You don't have to come in fancy dress but Halloween is always more fun when everyone is dressed up in their super freak disguises to go "guising". Costume Closet Ipswich is a good place to hire or buy a costume and accessories if you're not a handy sew-er. They are at 3/274 Brisbane Street West Ipswich.
Kids in Costumes (May Cross)
Zombie Face Painting (May Cross)
This child-friendly event is hosted by Halloween Haunt Ipswich, who are raising money for the Ipswich Hospital Palliative Care unit, so bring your change. Although there is no charge for this spooky good time, you may want to donate to this very worthwhile charity.
You'll find the Halloween Haunt Ipswich at 525 Junction Road, Barellan Point. It's on Wednesday 30 October (Halloween Eve) from 6.00 pm to 9.00 pm.; and Thursday 31 October (Halloween) also from 6.00 pm to 9.00 pm.

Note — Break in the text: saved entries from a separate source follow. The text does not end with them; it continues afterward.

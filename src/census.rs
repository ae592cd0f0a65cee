/// Tile census parsing and watershed aggregation.
///
/// - `TileCensus::from_json()`: decode a census document
/// - `aggregate_tiles()`: simulate every tile class and blend the
///   balances by cell count → `WaterBalance`
///
/// A census arrives as JSON from the tiling service: a `result` object
/// with the polygon's total `cell_count` and a `distribution` mapping
/// tile strings to the number of cells they occupy. Documents carrying
/// an `error` key are refused before any simulation runs, whatever the
/// key's value.
use std::collections::BTreeMap;

use log::debug;
use serde::{Deserialize, Serialize};

use crate::balance::WaterBalance;
use crate::error::{Tr55Error, Tr55Result};
use crate::forcing::DayForcing;
use crate::simulate::simulate_tile;
use crate::tables::Tables;
use crate::tile::Tile;

/// `Option` deserialisation reads JSON `null` as `None`, erasing the
/// difference between `"error": null` and no `error` key at all. This
/// deserialiser keeps a present null as `Some(Value::Null)`, so key
/// presence alone refuses a document.
mod present_error {
    use serde::{Deserialize, Deserializer};
    use serde_json::Value;

    pub fn deserialize<'de, D>(d: D) -> Result<Option<Value>, D::Error>
    where
        D: Deserializer<'de>,
    {
        Value::deserialize(d).map(Some)
    }
}

/// A tile census document, structurally as loose as the wire format.
/// Validation happens at aggregation time, not at decode time.
#[derive(Debug, Clone, Serialize, Deserialize)]
pub struct TileCensus {
    #[serde(
        default,
        deserialize_with = "present_error::deserialize",
        skip_serializing_if = "Option::is_none"
    )]
    pub error: Option<serde_json::Value>,
    pub result: Option<CensusResult>,
}

#[derive(Debug, Clone, Serialize, Deserialize)]
pub struct CensusResult {
    pub cell_count: Option<u64>,
    pub distribution: Option<BTreeMap<String, u64>>,
}

impl TileCensus {
    pub fn from_json(json: &str) -> Tr55Result<Self> {
        serde_json::from_str(json).map_err(|e| Tr55Error::census(format!("unparseable JSON: {e}")))
    }

    /// Check the document structure and expose the validated pieces.
    fn validated(&self) -> Tr55Result<(u64, &BTreeMap<String, u64>)> {
        if let Some(error) = &self.error {
            return Err(Tr55Error::census(format!("census reports an error: {error}")));
        }
        let result = self
            .result
            .as_ref()
            .ok_or_else(|| Tr55Error::census("missing `result` key"))?;
        let cell_count = result
            .cell_count
            .ok_or_else(|| Tr55Error::census("missing `result.cell_count` key"))?;
        let distribution = result
            .distribution
            .as_ref()
            .ok_or_else(|| Tr55Error::census("missing `result.distribution` key"))?;
        if cell_count == 0 {
            return Err(Tr55Error::census("`result.cell_count` is zero"));
        }
        Ok((cell_count, distribution))
    }
}

/// Simulate every tile class in the census for one day and blend the
/// balances, each weighted by its share of the polygon's cells.
///
/// Every tile string is parsed, including classes with zero cells, so
/// vocabulary mistakes surface regardless of the counts. Classes with
/// zero cells contribute nothing and are not simulated.
pub fn aggregate_tiles(
    tables: &Tables,
    forcing: DayForcing,
    census: &TileCensus,
    pre_columbian: bool,
) -> Tr55Result<WaterBalance> {
    let (cell_count, distribution) = census.validated()?;
    debug!(
        "aggregating {} tile classes over {} cells",
        distribution.len(),
        cell_count
    );

    let mut aggregate = WaterBalance::zero();
    for (key, &local_count) in distribution {
        let tile: Tile = key.parse()?;
        if local_count == 0 {
            continue;
        }
        let weight = local_count as f64 / cell_count as f64;
        let balance = simulate_tile(tables, forcing, tile, pre_columbian)?;
        aggregate.add_scaled(&balance, weight);
    }
    Ok(aggregate)
}

#[cfg(test)]
mod tests {
    use super::*;
    use approx::assert_relative_eq;

    fn census(json: &str) -> TileCensus {
        TileCensus::from_json(json).unwrap()
    }

    #[test]
    fn aggregation_blends_by_cell_share() {
        let tables = Tables::builtin();
        let forcing = DayForcing::direct(1.0, 0.0);
        let census = census(
            r#"{"result": {"cell_count": 100,
                           "distribution": {"a:Commercial": 60, "a:UrbanGrass": 40}}}"#,
        );

        let blended = aggregate_tiles(tables, forcing, &census, false).unwrap();
        let commercial =
            simulate_tile(tables, forcing, "a:Commercial".parse().unwrap(), false).unwrap();
        let grass = simulate_tile(tables, forcing, "a:UrbanGrass".parse().unwrap(), false).unwrap();

        assert_relative_eq!(
            blended.runoff,
            0.6 * commercial.runoff + 0.4 * grass.runoff,
            epsilon = 1e-12
        );
        assert_relative_eq!(
            blended.infiltration,
            0.6 * commercial.infiltration + 0.4 * grass.infiltration,
            epsilon = 1e-12
        );
    }

    #[test]
    fn single_class_census_matches_the_tile() {
        let tables = Tables::builtin();
        let forcing = DayForcing::direct(2.5, 0.05);
        let census = census(
            r#"{"result": {"cell_count": 42, "distribution": {"c:Pasture": 42}}}"#,
        );

        let aggregated = aggregate_tiles(tables, forcing, &census, false).unwrap();
        let single = simulate_tile(tables, forcing, "c:Pasture".parse().unwrap(), false).unwrap();
        assert_relative_eq!(aggregated.runoff, single.runoff, epsilon = 1e-12);
        assert_relative_eq!(aggregated.et, single.et, epsilon = 1e-12);
        assert_relative_eq!(aggregated.infiltration, single.infiltration, epsilon = 1e-12);
    }

    #[test]
    fn partial_coverage_scales_down() {
        let tables = Tables::builtin();
        let forcing = DayForcing::direct(1.0, 0.0);
        let census = census(
            r#"{"result": {"cell_count": 100, "distribution": {"d:Cultivated": 50}}}"#,
        );

        let aggregated = aggregate_tiles(tables, forcing, &census, false).unwrap();
        let single = simulate_tile(tables, forcing, "d:Cultivated".parse().unwrap(), false).unwrap();
        assert_relative_eq!(aggregated.runoff, 0.5 * single.runoff, epsilon = 1e-12);
    }

    #[test]
    fn zero_count_classes_are_skipped_but_parsed() {
        let tables = Tables::builtin();
        let forcing = DayForcing::direct(1.0, 0.0);

        let with_empty = census(
            r#"{"result": {"cell_count": 10,
                           "distribution": {"a:Water": 0, "a:Rock": 10}}}"#,
        );
        let rock_only =
            census(r#"{"result": {"cell_count": 10, "distribution": {"a:Rock": 10}}}"#);
        assert_eq!(
            aggregate_tiles(tables, forcing, &with_empty, false).unwrap(),
            aggregate_tiles(tables, forcing, &rock_only, false).unwrap()
        );

        let bad_key = census(
            r#"{"result": {"cell_count": 10,
                           "distribution": {"a:Lake": 0, "a:Rock": 10}}}"#,
        );
        assert_eq!(
            aggregate_tiles(tables, forcing, &bad_key, false).unwrap_err(),
            Tr55Error::lookup("land use", "Lake")
        );
    }

    #[test]
    fn error_documents_are_refused() {
        let census = census(r#"{"error": "tiling failed"}"#);
        let err =
            aggregate_tiles(Tables::builtin(), DayForcing::direct(1.0, 0.0), &census, false)
                .unwrap_err();
        assert_eq!(
            err,
            Tr55Error::census("census reports an error: \"tiling failed\"")
        );
    }

    #[test]
    fn error_key_counts_even_when_null() {
        let census = census(
            r#"{"error": null,
                "result": {"cell_count": 10, "distribution": {"a:Rock": 10}}}"#,
        );
        let err =
            aggregate_tiles(Tables::builtin(), DayForcing::direct(1.0, 0.0), &census, false)
                .unwrap_err();
        assert_eq!(err, Tr55Error::census("census reports an error: null"));
    }

    #[test]
    fn structural_holes_are_named() {
        let forcing = DayForcing::direct(1.0, 0.0);
        let tables = Tables::builtin();

        let cases = [
            (r#"{}"#, "missing `result` key"),
            (r#"{"result": {}}"#, "missing `result.cell_count` key"),
            (
                r#"{"result": {"cell_count": 10}}"#,
                "missing `result.distribution` key",
            ),
            (
                r#"{"result": {"cell_count": 0, "distribution": {}}}"#,
                "`result.cell_count` is zero",
            ),
        ];
        for (json, reason) in cases {
            let err = aggregate_tiles(tables, forcing, &census(json), false).unwrap_err();
            assert_eq!(err, Tr55Error::census(reason), "for {json}");
        }
    }

    #[test]
    fn unparseable_json_is_a_census_error() {
        let err = TileCensus::from_json("not json").unwrap_err();
        match err {
            Tr55Error::Census { reason } => assert!(reason.contains("unparseable JSON")),
            other => panic!("unexpected error {other:?}"),
        }
    }

    #[test]
    fn pre_columbian_flag_reaches_every_tile() {
        let tables = Tables::builtin();
        let forcing = DayForcing::direct(1.0, 0.0);
        let developed = census(
            r#"{"result": {"cell_count": 10,
                           "distribution": {"b:Commercial": 5, "b:HI_Residential": 5}}}"#,
        );
        let forest =
            census(r#"{"result": {"cell_count": 10, "distribution": {"b:MixedForest": 10}}}"#);
        assert_eq!(
            aggregate_tiles(tables, forcing, &developed, true).unwrap(),
            aggregate_tiles(tables, forcing, &forest, false).unwrap()
        );
    }
}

A Brief History of Halloween: Contrary to popular belief, Halloween is not a modern American invention. The Christian Halloween or All Hallows' Eve dates back to the 1700s but it is based on the much older Gaelic pagan festival of Samhain. The Celtic tradition of carving a turnip, or Jack-o'-lantern, was based on the strange lights that flickered over peat bogs, called "will-o'-the-wisps". Scots and Irish kids still carve turnips but we have substituted pumpkins which are larger and softer and so are easier to carve scary faces into. Trick or Treat comes from the tradition of wearing costumes or going in disguise so that evil spirits won't recognise you. Scottish wee munchkins dress up and go "guising".